Sidney Rittenberg was the only American ever to be admitted into the Chinese Communist Party.
The 88-year-old maintained a close relationship with high-level Party leaders and interpreted for Chairman Mao Zedong on several occasions during his time in China from 1944 to 1979.
Despite his loyalty to the Party, Rittenberg was purged and imprisoned in solitary confinement twice for a total of 16 years during the power struggles of Mao's rule.
Nonetheless, he said Mao had never intended to cause the deaths and suffering endured by people under his Chairmanship.
"So there was a kind of madness really. And because he was so powerful, many people suffered because of his madness. I don't think he ever intended evil at all. He was not like Hitler for example, wanted to destroy other races and impose the rule of a master race. Mao never had any such idea. He wanted people all over the world to rule themselves. But in fact, what he did moved in quite a different direction," said Rittenberg.
Mao launched the "Great Leap Forward" in 1958 hoping for an economic miracle as he mobilised the masses to kick-start rapid industrialisation in the country.
However, his economic experiment failed and led to widespread famine as people struggled to meet impossible targets.
Mao's rule culminated in the Cultural Revolution (1966-1976), a decade of social upheaval and class struggle in which radical young students built a cult of personality around the aging leader.
Rittenberg was imprisoned at the beginning of the movement on allegations of conspiring against the Party and was only released and rehabilitated in 1977 after its end.
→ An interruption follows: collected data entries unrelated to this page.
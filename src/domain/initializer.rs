use std::sync::Arc;
use tracing::{info, warn};
use url::Url;

use super::{InitOutcome, ProxyError, ProxySettings, Result};
use crate::ports::{ProxyResolverPort, ScriptFetcherPort};

pub const DEFAULT_WPAD_URL: &str = "http://wpad/wpad.dat";

/// Primes the resolver for a configuration: WPAD first when auto-detecting,
/// then the explicit PAC URL. The first script that loads wins.
pub struct ResolverInitializer {
    fetcher: Arc<dyn ScriptFetcherPort>,
    resolver: Arc<dyn ProxyResolverPort>,
    wpad_url: Url,
}

impl ResolverInitializer {
    pub fn new(fetcher: Arc<dyn ScriptFetcherPort>, resolver: Arc<dyn ProxyResolverPort>, wpad_url: Url) -> Self {
        Self {
            fetcher,
            resolver,
            wpad_url,
        }
    }

    pub fn script_sources(&self, settings: &ProxySettings) -> Vec<Url> {
        match settings {
            ProxySettings::AutoDetect { pac_url, .. } => std::iter::once(self.wpad_url.clone())
                .chain(pac_url.iter().cloned())
                .collect(),
            ProxySettings::PacUrl { pac_url, .. } => vec![pac_url.clone()],
            ProxySettings::Direct | ProxySettings::Manual { .. } => Vec::new(),
        }
    }

    pub async fn run(&self, settings: &ProxySettings) -> InitOutcome {
        let mut last_error = ProxyError::ResolverInitFailed("no PAC script source configured".into());

        for url in self.script_sources(settings) {
            match self.load(&url).await {
                Ok(()) => {
                    info!("PAC script from {} is ready", url);
                    return InitOutcome::Script { url };
                }
                Err(e) => {
                    warn!("Could not use PAC script from {}: {}", url, e);
                    last_error = e;
                }
            }
        }

        InitOutcome::Exhausted { error: last_error }
    }

    async fn load(&self, url: &Url) -> Result<()> {
        let script = self.fetcher.fetch_script(url).await?;
        if script.body.trim().is_empty() {
            return Err(ProxyError::ResolverInitFailed(format!("PAC script at {} is empty", url)));
        }
        self.resolver.initialize(&script).await
    }
}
The turmoil and isolation of the period led China's economy to the brink of collapse until Mao's de facto successor Deng Xiaoping took over and steered the country into a path of modernisation and market reforms.
"He was personally responsible for restructuring the economy. He didn't do things himself so much as he supported the reformers who were outrageous. People said 'but this is capitalism', and he said 'never mind, capitalism or socialism, we will figure that out when we see what it does. If it makes life better for the people, if it strengthens the country, and if it grows production, we don't care what it's called, we are going to do it'," said Rittenberg.
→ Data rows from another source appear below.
use crate::domain::{parse_pac_result, ProxyError, ProxyServer, Result};
use js_sandbox::{JsValue, Script};
use std::net::{IpAddr, Ipv4Addr, ToSocketAddrs, UdpSocket};
use url::Url;

const PAC_UTILS: &str = include_str!("../../pac_utils.js");

/// PAC helpers that need the target host resolved beforehand
const DNS_HELPERS: [&str; 3] = ["dnsResolve", "isResolvable", "isInNet"];

fn load(pac_file: &str) -> Result<Script> {
    let pac_payload = format!("{}\n{}", pac_file, PAC_UTILS);

    Script::from_string(&pac_payload)
        .map_err(|e| ProxyError::ResolverInitFailed(format!("PAC script error: {}", e)))
}

/// Compile a PAC file and check that it defines `FindProxyForURL`
pub fn compile_pac(pac_file: &str) -> Result<()> {
    let mut script = load(pac_file)?;

    let defined: JsValue = script
        .call("__nanopacHasFindProxy", (String::new(),))
        .map_err(|e| ProxyError::ResolverInitFailed(format!("PAC execution error: {}", e)))?;

    match defined.as_bool() {
        Some(true) => Ok(()),
        _ => Err(ProxyError::ResolverInitFailed(
            "PAC script does not define FindProxyForURL".into(),
        )),
    }
}

/// URL as handed to `FindProxyForURL`: credentials and fragment removed,
/// and only scheme, host and port for secure schemes.
pub fn pac_visible_url(target: &Url) -> String {
    let mut url = target.clone();
    let _ = url.set_username("");
    let _ = url.set_password(None);
    url.set_fragment(None);

    if matches!(url.scheme(), "https" | "wss") {
        url.set_path("/");
        url.set_query(None);
    }
    url.to_string()
}

/// Evaluate a PAC file to get the proxy candidates for a target URL
pub fn evaluate_pac(pac_file: &str, target: &Url) -> Result<Vec<ProxyServer>> {
    let host = target
        .host_str()
        .map(|h| h.trim_start_matches('[').trim_end_matches(']'))
        .ok_or_else(|| ProxyError::InvalidUri(format!("{} has no host", target)))?;

    let host_ip = if DNS_HELPERS.iter().any(|helper| pac_file.contains(helper)) {
        resolve_host(host)
    } else {
        None
    };

    let mut script = load(pac_file)?;
    let eval_result: JsValue = script
        .call(
            "__nanopacFindProxy",
            (pac_visible_url(target), host.to_string(), host_ip, my_ip_address()),
        )
        .map_err(|e| ProxyError::ResolveFailed(format!("PAC execution error: {}", e)))?;

    let result = eval_result
        .as_str()
        .ok_or_else(|| ProxyError::ResolveFailed(format!("FindProxyForURL returned {}", eval_result)))?;

    Ok(parse_pac_result(result))
}

fn resolve_host(host: &str) -> Option<String> {
    if let Ok(ip) = host.parse::<IpAddr>() {
        return Some(ip.to_string());
    }
    (host, 0)
        .to_socket_addrs()
        .ok()?
        .find(|addr| addr.is_ipv4())
        .map(|addr| addr.ip().to_string())
}

/// Address of the interface that routes to the outside. Nothing is sent.
fn my_ip_address() -> String {
    UdpSocket::bind((Ipv4Addr::UNSPECIFIED, 0))
        .and_then(|socket| {
            socket.connect((Ipv4Addr::new(198, 51, 100, 1), 80))?;
            socket.local_addr()
        })
        .map(|addr| addr.ip())
        .unwrap_or(IpAddr::V4(Ipv4Addr::LOCALHOST))
        .to_string()
}

#[cfg(test)]
mod tests {
    use super::*;

    const PAC: &str = r#"
        function FindProxyForURL(url, host) {
            if (isPlainHostName(host)) {
                return "DIRECT";
            }
            if (shExpMatch(url, "https://*")) {
                return "HTTPS secure.proxy:443; " + "PROXY fallback:8080";
            }
            return "PROXY default:8080; SOCKS5 socks:1080; DIRECT";
        }
    "#;

    fn eval(url: &str) -> Vec<ProxyServer> {
        evaluate_pac(PAC, &url.parse().unwrap()).unwrap()
    }

    #[test]
    fn test_plain_hostnames_go_direct() {
        assert_eq!(eval("http://intranet/"), vec![ProxyServer::Direct]);
    }

    #[test]
    fn test_net_helpers() {
        let pac = r#"
            function FindProxyForURL(url, host) {
                if (isInNet(host, "10.0.0.0", "255.0.0.0")) {
                    return "PROXY internal:3128";
                }
                return "DIRECT";
            }
        "#;
        let inside = evaluate_pac(pac, &"http://10.1.2.3/".parse().unwrap()).unwrap();
        assert_eq!(inside, vec![ProxyServer::http("internal", 3128)]);
        let outside = evaluate_pac(pac, &"http://192.168.1.1/".parse().unwrap()).unwrap();
        assert_eq!(outside, vec![ProxyServer::Direct]);
    }

    #[test]
    fn test_result_parsing() {
        let proxies = eval("http://www.example.com/index.html");
        assert_eq!(proxies.len(), 3);
        assert_eq!(proxies[0], ProxyServer::http("default", 8080));
        assert_eq!(proxies[1].to_string(), "socks5://socks:1080");
        assert!(proxies[2].is_direct());

        let secure = eval("https://www.example.com/");
        assert_eq!(secure[0].to_string(), "https://secure.proxy:443");
    }

    #[test]
    fn test_secure_urls_are_stripped() {
        let url: Url = "https://user:pw@example.com:8443/a/b?c=d#frag".parse().unwrap();
        assert_eq!(pac_visible_url(&url), "https://example.com:8443/");

        let url: Url = "http://user@example.com/a?b#c".parse().unwrap();
        assert_eq!(pac_visible_url(&url), "http://example.com/a?b");
    }

    #[test]
    fn test_compile_checks_entry_point() {
        assert!(compile_pac(PAC).is_ok());
        assert!(matches!(
            compile_pac("function main() { return 1; }"),
            Err(ProxyError::ResolverInitFailed(_))
        ));
        assert!(compile_pac("function FindProxyForURL(url, host) {").is_err());
    }
}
Years of break-neck economic growth and unprecedented social change has made China the world's third largest economy with increasing international clout.
However, Rittenberg cautioned that Mao's destructive political movements and dramatic economic reforms have left a growing ideological void in Chinese society.
"The core challenge is that people in this country support the leadership of the Communist Party because it enables the economy to grow, and makes life better. And also because it is giving China a great international standing, international position, so that people feel proud. That's all. There is nothing the Party offers that can appeal to or inspire the young people. There is no vision, there is no inspiration, there is no ideal that is shared in common aside from make money, have a great career, you know. That's it," said Rittenberg.
As it prepares to celebrate the 60th anniversary of the founding of the People's Republic on October 1, the Party is hoping to showcase its spectacular economic growth.
Rittenberg currently lives between Beijing and Washington state, and runs a consultancy providing assistance to companies doing business in China.